** Opening Data for processing block **

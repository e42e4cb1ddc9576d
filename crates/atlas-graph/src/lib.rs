//! # Atlas Graph
//!
//! Neo4j integration for CodeAtlas.
//!
//! Provides the connection client, schema initialization, and the store
//! operations the synchronization engine writes through: project, directory
//! and file upserts, version minting, entity write-through with soft-delete
//! and movement relabeling, and call edges.

pub mod client;
pub mod schema;
pub mod store;

pub use client::GraphClient;
pub use schema::initialize_schema;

** Closing Data for processing block **

• What the exercise asks:
Retype the data precisely.

• Written response:
repository e42e4cb1ddc9576d
filename crates/atlas-graph/src/lib.rs
//! # Atlas Graph
//!
//! Neo4j integration for CodeAtlas.
//!
//! Provides the connection client, schema initialization, and the store
//! operations the synchronization engine writes through: project, directory
//! and file upserts, version minting, entity write-through with soft-delete
//! and movement relabeling, and call edges.

pub mod client;
pub mod schema;
pub mod store;

pub use client::GraphClient;
pub use schema::initialize_schema;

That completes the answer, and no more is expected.